Your instructions:
For the data below, work out how many lines contain the word "status" and supply only that number.

Records for this task Block Start

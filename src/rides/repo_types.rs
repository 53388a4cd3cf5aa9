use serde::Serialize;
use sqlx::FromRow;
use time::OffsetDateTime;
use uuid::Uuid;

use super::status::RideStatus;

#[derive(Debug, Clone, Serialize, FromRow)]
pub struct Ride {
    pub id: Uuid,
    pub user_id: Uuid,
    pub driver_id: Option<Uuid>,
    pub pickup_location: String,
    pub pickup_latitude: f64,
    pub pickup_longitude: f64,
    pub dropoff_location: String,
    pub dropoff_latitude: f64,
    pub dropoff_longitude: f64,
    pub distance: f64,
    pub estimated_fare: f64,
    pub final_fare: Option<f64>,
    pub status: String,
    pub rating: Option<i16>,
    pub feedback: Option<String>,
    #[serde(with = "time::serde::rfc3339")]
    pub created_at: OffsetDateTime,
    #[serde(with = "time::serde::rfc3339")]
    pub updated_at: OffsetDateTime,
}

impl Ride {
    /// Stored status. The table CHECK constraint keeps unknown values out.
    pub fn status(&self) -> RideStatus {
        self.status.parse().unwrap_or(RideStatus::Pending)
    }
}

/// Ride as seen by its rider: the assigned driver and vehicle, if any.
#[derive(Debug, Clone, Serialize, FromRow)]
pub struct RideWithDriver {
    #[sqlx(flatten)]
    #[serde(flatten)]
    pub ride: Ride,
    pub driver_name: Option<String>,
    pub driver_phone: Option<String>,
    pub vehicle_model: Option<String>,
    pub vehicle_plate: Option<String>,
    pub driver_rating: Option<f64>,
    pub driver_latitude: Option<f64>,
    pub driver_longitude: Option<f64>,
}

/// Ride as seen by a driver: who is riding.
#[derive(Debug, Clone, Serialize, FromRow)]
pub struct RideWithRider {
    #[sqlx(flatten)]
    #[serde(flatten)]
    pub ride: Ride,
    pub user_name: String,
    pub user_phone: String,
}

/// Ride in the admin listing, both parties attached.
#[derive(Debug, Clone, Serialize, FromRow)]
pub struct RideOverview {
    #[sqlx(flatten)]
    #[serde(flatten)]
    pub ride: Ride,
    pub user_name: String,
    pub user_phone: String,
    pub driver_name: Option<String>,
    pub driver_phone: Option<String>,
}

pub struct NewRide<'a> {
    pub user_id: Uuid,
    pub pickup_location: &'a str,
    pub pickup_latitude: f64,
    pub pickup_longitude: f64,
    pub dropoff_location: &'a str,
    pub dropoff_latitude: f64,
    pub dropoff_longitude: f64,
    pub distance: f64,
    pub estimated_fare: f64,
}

Records for this task Block End

Exercise response:
5